WHAT NEEDS TO BE DONE -> Your answer must be one number: the count of lines below that hold the word "load".

DATA FOR PROCESSING ->
================================
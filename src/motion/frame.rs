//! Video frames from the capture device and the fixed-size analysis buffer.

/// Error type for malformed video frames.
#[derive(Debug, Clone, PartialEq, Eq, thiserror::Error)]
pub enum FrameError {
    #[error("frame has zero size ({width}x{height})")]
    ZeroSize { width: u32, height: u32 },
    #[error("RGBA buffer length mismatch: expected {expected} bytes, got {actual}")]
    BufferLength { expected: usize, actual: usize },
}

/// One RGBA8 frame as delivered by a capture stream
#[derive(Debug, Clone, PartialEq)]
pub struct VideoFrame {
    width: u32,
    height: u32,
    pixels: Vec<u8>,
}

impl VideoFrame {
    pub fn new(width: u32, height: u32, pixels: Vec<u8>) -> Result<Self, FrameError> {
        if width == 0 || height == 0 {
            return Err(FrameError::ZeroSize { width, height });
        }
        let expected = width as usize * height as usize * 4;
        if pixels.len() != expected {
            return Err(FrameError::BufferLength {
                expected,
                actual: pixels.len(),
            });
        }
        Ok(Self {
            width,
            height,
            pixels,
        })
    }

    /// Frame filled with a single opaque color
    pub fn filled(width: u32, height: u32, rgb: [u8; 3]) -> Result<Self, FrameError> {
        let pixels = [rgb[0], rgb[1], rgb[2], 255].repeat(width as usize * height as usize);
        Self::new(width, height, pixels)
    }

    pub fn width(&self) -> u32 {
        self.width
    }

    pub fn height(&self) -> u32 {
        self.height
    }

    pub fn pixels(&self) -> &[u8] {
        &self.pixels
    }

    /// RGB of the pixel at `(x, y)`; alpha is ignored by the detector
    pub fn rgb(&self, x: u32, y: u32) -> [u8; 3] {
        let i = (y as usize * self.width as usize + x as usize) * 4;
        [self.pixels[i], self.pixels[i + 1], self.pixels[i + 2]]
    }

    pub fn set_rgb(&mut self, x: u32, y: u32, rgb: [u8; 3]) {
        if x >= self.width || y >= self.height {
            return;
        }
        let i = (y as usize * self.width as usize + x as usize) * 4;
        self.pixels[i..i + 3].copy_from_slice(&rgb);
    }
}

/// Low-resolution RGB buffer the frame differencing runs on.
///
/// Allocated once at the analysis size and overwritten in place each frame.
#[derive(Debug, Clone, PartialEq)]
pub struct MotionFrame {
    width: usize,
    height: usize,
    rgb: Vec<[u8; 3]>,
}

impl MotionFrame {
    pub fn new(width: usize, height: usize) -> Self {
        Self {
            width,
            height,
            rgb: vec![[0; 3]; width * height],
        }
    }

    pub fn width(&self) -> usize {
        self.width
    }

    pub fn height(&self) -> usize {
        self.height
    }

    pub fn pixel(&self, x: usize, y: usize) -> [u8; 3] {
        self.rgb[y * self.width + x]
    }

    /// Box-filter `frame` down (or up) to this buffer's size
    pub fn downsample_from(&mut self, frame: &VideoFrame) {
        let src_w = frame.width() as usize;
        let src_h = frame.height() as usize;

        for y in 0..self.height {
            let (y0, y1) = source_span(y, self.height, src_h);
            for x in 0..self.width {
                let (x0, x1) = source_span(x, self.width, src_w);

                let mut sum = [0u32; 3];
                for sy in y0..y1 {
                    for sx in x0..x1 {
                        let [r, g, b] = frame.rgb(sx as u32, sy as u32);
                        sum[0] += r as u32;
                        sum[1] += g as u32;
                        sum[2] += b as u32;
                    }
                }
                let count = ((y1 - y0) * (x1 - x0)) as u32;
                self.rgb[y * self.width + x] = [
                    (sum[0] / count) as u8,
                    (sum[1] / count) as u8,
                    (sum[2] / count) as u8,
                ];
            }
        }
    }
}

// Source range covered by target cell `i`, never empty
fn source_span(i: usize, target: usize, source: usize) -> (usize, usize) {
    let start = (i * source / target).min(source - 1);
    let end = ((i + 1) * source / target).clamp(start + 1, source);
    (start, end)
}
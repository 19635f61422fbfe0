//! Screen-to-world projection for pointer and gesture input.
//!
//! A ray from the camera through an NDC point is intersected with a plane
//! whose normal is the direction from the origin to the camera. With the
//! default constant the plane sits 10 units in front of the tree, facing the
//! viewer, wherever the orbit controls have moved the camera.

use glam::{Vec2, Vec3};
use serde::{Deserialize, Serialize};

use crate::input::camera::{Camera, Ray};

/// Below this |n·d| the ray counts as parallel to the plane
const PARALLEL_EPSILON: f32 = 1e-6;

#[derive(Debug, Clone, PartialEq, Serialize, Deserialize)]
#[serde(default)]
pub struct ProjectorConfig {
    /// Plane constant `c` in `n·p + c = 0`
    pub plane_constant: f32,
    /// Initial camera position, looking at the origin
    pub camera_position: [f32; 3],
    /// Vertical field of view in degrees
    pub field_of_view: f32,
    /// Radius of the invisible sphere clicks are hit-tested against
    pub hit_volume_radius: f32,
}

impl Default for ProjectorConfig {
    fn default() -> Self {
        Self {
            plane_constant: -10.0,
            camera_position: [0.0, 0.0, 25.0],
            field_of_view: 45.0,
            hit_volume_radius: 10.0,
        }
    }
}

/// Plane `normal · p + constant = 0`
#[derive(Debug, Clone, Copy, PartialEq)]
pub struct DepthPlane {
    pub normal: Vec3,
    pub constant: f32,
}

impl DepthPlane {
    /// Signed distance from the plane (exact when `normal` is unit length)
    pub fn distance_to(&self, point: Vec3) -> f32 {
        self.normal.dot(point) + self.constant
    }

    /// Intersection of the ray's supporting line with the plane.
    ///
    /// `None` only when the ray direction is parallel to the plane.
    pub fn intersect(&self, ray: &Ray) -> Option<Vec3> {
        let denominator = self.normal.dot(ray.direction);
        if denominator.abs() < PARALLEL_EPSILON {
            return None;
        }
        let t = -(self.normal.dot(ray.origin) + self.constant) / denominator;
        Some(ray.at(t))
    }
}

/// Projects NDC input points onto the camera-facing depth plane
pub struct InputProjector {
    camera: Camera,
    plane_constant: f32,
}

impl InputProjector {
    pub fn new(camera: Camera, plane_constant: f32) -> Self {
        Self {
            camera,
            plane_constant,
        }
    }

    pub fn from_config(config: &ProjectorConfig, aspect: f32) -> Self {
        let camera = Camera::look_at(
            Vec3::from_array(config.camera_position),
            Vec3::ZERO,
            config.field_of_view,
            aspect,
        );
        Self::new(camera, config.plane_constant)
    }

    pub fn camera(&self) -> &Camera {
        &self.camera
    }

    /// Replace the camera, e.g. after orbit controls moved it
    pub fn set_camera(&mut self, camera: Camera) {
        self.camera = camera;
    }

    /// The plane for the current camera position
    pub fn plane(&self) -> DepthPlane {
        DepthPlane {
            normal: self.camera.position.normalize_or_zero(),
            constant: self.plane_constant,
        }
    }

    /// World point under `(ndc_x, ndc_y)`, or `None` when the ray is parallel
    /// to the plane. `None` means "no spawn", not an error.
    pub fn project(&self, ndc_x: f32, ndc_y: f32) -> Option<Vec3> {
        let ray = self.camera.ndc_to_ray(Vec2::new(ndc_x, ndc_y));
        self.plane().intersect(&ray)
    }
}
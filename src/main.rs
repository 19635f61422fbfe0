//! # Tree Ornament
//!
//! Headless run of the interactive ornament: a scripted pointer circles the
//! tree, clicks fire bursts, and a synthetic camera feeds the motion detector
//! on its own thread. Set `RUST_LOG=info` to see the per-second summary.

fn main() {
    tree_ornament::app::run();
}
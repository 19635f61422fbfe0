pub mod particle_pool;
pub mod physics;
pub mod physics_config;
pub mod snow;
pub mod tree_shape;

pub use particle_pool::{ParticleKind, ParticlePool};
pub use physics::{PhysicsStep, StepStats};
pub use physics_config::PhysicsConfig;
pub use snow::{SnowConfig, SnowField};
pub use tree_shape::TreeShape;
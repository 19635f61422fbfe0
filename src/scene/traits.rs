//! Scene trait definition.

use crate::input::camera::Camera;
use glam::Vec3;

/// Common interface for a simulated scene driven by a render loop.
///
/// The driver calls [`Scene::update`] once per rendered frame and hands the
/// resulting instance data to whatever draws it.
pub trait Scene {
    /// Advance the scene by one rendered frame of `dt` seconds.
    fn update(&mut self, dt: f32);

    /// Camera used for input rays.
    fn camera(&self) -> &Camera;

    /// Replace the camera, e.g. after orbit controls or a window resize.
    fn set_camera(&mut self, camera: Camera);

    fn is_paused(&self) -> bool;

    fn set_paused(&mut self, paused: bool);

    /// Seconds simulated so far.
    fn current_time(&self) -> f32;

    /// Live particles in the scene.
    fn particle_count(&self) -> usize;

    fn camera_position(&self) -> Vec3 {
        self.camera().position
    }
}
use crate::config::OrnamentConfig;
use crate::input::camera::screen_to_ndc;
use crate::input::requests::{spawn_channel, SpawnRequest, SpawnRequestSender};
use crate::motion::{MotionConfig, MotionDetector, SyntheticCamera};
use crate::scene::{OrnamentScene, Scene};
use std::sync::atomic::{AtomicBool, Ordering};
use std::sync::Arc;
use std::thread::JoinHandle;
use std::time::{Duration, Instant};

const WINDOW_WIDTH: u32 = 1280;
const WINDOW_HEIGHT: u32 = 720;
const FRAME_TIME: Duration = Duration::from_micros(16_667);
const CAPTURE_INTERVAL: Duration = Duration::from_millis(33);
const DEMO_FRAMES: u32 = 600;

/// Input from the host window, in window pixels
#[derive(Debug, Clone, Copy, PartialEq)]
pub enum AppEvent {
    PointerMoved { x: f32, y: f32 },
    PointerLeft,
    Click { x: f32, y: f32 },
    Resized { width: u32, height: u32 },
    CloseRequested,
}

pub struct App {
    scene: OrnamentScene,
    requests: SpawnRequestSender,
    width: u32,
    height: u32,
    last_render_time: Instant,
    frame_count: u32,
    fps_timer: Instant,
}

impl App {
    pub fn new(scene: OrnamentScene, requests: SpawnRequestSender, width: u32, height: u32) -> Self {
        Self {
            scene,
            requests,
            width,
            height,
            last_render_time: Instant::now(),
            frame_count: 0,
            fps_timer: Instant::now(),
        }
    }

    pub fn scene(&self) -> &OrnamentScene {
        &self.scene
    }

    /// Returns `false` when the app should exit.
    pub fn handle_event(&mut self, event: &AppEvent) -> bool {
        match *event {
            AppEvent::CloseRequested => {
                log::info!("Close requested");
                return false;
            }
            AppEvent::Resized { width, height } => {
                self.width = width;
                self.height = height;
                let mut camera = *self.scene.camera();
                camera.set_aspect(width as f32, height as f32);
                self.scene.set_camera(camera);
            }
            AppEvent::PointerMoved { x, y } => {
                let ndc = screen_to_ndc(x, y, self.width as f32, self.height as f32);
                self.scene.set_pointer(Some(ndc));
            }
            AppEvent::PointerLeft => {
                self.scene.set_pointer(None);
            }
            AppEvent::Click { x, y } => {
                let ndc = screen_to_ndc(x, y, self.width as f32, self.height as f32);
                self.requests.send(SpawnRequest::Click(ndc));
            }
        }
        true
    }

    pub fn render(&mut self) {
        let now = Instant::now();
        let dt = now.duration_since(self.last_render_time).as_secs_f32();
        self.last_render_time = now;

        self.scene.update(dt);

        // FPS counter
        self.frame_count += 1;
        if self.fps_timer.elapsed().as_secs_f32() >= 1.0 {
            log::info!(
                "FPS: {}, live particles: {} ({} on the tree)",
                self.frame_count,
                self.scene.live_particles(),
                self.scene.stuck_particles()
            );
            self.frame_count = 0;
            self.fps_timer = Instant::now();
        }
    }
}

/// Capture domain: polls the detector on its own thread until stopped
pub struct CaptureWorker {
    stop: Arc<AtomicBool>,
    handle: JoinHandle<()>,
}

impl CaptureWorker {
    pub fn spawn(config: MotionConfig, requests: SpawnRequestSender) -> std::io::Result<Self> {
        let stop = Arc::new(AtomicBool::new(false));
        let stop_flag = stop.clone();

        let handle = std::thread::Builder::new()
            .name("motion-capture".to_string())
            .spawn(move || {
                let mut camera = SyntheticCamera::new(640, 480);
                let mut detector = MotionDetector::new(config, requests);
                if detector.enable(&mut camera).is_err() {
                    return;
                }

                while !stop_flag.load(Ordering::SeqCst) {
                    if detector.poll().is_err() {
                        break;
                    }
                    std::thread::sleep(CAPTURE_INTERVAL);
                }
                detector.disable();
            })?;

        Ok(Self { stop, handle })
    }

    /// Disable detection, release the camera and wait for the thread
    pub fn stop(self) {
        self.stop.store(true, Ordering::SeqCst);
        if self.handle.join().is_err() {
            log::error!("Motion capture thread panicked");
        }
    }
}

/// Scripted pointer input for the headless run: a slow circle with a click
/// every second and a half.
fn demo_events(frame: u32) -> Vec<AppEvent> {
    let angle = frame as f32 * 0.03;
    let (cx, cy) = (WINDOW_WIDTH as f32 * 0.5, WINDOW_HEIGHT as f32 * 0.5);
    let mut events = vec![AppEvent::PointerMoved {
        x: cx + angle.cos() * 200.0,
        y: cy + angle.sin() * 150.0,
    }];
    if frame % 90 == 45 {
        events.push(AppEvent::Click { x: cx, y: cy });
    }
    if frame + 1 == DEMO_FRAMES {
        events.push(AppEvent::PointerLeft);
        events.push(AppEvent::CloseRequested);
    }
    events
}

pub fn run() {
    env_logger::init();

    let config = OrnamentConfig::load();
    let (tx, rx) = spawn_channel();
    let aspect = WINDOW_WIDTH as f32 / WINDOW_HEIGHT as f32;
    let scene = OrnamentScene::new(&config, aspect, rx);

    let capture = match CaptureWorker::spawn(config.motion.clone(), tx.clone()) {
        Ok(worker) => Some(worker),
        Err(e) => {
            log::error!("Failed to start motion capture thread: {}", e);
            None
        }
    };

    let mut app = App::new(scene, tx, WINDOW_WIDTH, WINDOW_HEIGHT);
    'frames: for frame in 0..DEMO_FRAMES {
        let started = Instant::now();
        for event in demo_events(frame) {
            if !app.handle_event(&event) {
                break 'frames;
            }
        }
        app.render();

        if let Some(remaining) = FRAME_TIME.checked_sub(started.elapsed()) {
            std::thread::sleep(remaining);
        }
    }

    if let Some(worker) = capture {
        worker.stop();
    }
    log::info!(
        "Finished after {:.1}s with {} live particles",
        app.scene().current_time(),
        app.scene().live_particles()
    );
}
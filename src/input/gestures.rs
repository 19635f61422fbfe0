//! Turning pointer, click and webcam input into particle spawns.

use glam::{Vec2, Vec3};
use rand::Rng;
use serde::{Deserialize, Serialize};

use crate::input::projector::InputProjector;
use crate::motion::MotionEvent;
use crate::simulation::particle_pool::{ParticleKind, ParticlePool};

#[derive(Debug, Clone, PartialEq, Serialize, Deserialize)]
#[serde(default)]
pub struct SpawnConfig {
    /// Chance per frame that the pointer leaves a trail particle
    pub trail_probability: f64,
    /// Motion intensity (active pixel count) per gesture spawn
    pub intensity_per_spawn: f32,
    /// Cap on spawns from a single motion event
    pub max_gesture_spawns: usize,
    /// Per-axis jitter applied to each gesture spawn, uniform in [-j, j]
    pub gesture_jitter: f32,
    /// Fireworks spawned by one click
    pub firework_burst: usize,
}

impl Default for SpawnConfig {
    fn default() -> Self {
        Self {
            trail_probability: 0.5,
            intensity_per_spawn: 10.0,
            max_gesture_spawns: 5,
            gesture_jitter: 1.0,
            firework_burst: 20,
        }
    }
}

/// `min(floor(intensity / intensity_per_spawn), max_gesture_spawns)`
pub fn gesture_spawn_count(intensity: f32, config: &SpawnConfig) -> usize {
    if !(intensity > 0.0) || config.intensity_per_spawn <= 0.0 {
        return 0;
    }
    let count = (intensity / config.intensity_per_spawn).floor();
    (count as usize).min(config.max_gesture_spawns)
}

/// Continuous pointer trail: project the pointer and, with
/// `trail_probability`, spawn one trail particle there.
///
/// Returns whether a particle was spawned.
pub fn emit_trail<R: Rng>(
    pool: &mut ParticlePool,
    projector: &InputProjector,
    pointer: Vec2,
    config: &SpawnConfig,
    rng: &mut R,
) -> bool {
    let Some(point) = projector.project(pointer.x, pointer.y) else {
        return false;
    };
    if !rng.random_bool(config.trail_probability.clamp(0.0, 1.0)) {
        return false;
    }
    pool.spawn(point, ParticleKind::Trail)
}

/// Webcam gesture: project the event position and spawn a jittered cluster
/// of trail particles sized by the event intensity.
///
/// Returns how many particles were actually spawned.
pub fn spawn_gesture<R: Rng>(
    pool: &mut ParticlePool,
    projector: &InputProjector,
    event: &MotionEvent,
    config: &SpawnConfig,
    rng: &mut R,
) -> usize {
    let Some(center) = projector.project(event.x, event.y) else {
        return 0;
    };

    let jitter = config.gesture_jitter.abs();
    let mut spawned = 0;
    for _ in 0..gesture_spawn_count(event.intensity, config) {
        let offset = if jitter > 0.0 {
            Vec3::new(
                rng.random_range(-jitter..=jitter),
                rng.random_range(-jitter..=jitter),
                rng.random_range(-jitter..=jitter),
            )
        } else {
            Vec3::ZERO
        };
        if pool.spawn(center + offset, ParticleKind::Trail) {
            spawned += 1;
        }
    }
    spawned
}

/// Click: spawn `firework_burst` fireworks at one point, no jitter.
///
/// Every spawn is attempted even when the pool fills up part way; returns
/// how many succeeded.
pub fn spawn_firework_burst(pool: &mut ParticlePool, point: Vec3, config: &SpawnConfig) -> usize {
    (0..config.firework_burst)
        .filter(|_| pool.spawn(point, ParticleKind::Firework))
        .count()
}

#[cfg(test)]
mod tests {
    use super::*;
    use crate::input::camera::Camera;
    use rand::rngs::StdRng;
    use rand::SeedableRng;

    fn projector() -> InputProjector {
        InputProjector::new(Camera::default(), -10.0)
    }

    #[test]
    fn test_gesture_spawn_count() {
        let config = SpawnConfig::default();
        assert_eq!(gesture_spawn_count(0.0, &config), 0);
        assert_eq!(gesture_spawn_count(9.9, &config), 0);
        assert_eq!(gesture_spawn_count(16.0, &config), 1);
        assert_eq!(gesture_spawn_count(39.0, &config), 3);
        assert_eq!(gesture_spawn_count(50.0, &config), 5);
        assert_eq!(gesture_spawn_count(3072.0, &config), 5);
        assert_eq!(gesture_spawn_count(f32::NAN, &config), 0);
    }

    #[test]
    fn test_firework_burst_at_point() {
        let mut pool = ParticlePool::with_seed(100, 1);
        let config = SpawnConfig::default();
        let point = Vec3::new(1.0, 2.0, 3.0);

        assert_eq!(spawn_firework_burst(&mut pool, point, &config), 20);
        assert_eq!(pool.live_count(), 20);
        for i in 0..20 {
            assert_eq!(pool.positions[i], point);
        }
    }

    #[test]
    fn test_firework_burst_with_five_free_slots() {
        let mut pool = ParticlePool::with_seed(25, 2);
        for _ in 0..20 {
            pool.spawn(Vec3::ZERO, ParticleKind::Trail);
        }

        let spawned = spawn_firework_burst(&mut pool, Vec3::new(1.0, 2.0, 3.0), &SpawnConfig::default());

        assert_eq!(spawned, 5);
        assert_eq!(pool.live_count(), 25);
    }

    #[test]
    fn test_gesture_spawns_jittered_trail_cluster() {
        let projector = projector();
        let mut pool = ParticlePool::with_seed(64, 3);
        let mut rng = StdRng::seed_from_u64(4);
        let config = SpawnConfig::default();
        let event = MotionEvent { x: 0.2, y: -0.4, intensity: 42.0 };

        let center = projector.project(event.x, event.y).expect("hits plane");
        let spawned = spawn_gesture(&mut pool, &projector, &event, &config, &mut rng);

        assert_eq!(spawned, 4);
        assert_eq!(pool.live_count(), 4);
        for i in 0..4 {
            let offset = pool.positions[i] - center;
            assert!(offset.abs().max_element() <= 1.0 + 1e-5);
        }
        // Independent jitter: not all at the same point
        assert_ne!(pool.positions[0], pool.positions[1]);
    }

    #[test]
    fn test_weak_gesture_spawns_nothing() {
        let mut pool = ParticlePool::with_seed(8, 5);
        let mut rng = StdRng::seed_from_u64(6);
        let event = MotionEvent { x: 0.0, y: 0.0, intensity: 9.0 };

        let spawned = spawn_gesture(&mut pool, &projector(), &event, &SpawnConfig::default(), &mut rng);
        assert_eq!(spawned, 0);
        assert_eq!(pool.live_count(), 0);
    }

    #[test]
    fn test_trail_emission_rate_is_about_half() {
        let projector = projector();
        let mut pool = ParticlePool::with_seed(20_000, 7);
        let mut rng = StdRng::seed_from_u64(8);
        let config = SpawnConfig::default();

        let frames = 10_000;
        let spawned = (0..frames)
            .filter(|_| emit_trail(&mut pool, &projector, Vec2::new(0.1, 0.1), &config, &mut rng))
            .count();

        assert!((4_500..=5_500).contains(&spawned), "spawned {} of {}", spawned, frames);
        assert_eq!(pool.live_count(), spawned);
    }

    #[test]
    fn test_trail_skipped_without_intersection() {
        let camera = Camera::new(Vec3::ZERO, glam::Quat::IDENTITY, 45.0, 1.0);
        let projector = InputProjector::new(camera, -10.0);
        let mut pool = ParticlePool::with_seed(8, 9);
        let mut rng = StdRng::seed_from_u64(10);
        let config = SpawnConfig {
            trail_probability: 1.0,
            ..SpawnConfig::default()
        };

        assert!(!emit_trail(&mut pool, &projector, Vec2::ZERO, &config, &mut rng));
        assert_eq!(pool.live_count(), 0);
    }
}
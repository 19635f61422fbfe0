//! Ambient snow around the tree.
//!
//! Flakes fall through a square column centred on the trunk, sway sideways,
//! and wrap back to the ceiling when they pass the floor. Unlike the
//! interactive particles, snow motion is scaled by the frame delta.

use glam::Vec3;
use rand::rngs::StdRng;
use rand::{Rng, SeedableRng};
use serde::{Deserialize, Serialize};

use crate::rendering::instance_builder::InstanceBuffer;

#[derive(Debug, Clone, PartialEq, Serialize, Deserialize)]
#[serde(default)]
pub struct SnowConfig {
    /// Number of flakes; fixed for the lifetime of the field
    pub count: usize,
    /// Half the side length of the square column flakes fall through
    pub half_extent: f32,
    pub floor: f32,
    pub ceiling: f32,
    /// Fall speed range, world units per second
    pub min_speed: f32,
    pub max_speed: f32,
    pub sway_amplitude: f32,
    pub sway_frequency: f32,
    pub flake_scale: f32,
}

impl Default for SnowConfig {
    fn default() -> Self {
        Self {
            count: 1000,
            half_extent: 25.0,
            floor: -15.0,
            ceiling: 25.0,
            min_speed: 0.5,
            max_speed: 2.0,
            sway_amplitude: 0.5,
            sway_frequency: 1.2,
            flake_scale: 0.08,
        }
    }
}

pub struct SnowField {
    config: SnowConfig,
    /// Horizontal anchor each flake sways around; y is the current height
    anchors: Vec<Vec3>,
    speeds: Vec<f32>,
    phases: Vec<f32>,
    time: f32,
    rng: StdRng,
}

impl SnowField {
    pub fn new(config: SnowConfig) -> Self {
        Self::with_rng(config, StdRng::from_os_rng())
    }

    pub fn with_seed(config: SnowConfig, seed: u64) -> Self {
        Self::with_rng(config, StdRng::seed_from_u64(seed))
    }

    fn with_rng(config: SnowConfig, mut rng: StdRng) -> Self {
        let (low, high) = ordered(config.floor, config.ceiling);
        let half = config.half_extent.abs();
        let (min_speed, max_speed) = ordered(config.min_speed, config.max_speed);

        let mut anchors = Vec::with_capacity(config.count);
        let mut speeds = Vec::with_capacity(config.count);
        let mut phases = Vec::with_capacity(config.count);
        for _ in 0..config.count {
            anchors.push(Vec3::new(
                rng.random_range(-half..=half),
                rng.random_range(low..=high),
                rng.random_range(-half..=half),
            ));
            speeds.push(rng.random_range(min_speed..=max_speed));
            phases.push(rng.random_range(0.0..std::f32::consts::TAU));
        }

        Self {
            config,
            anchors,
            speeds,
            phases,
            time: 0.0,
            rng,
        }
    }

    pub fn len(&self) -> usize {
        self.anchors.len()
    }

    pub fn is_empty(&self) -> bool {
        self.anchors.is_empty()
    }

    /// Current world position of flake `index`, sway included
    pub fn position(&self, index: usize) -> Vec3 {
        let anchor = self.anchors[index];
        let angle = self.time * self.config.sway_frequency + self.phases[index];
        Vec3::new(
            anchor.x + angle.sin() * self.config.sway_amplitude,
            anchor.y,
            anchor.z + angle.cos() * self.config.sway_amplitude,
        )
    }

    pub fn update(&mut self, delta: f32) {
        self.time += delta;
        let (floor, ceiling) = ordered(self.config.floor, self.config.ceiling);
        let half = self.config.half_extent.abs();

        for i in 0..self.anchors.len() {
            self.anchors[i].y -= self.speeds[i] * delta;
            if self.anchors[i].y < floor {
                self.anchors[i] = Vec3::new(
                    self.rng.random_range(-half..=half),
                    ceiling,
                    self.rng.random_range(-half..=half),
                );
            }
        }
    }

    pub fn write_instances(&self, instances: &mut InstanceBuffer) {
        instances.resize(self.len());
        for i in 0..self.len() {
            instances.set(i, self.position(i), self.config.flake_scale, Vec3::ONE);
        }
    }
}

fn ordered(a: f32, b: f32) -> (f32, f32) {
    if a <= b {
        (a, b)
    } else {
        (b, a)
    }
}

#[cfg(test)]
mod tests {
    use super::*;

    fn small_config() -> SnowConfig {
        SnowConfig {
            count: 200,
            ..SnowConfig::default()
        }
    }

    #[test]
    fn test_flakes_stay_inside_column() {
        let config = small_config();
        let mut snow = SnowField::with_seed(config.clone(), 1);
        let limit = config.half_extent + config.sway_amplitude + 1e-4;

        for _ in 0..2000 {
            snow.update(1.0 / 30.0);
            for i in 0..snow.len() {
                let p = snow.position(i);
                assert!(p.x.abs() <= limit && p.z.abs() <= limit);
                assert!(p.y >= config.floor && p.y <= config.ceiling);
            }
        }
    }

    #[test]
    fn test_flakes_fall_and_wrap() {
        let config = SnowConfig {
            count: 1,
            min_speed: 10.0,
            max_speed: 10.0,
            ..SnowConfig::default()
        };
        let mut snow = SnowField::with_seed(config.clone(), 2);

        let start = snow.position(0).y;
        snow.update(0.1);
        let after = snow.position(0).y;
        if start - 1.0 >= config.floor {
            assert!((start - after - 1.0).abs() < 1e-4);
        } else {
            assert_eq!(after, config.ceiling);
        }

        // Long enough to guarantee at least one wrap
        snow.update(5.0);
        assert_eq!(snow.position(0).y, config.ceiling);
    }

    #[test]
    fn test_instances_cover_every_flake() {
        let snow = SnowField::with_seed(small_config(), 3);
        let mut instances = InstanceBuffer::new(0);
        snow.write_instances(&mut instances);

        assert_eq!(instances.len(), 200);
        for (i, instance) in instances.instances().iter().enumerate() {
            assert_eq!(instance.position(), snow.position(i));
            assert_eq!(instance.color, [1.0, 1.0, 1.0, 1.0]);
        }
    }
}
================================
YOUR RESPONSE -> 2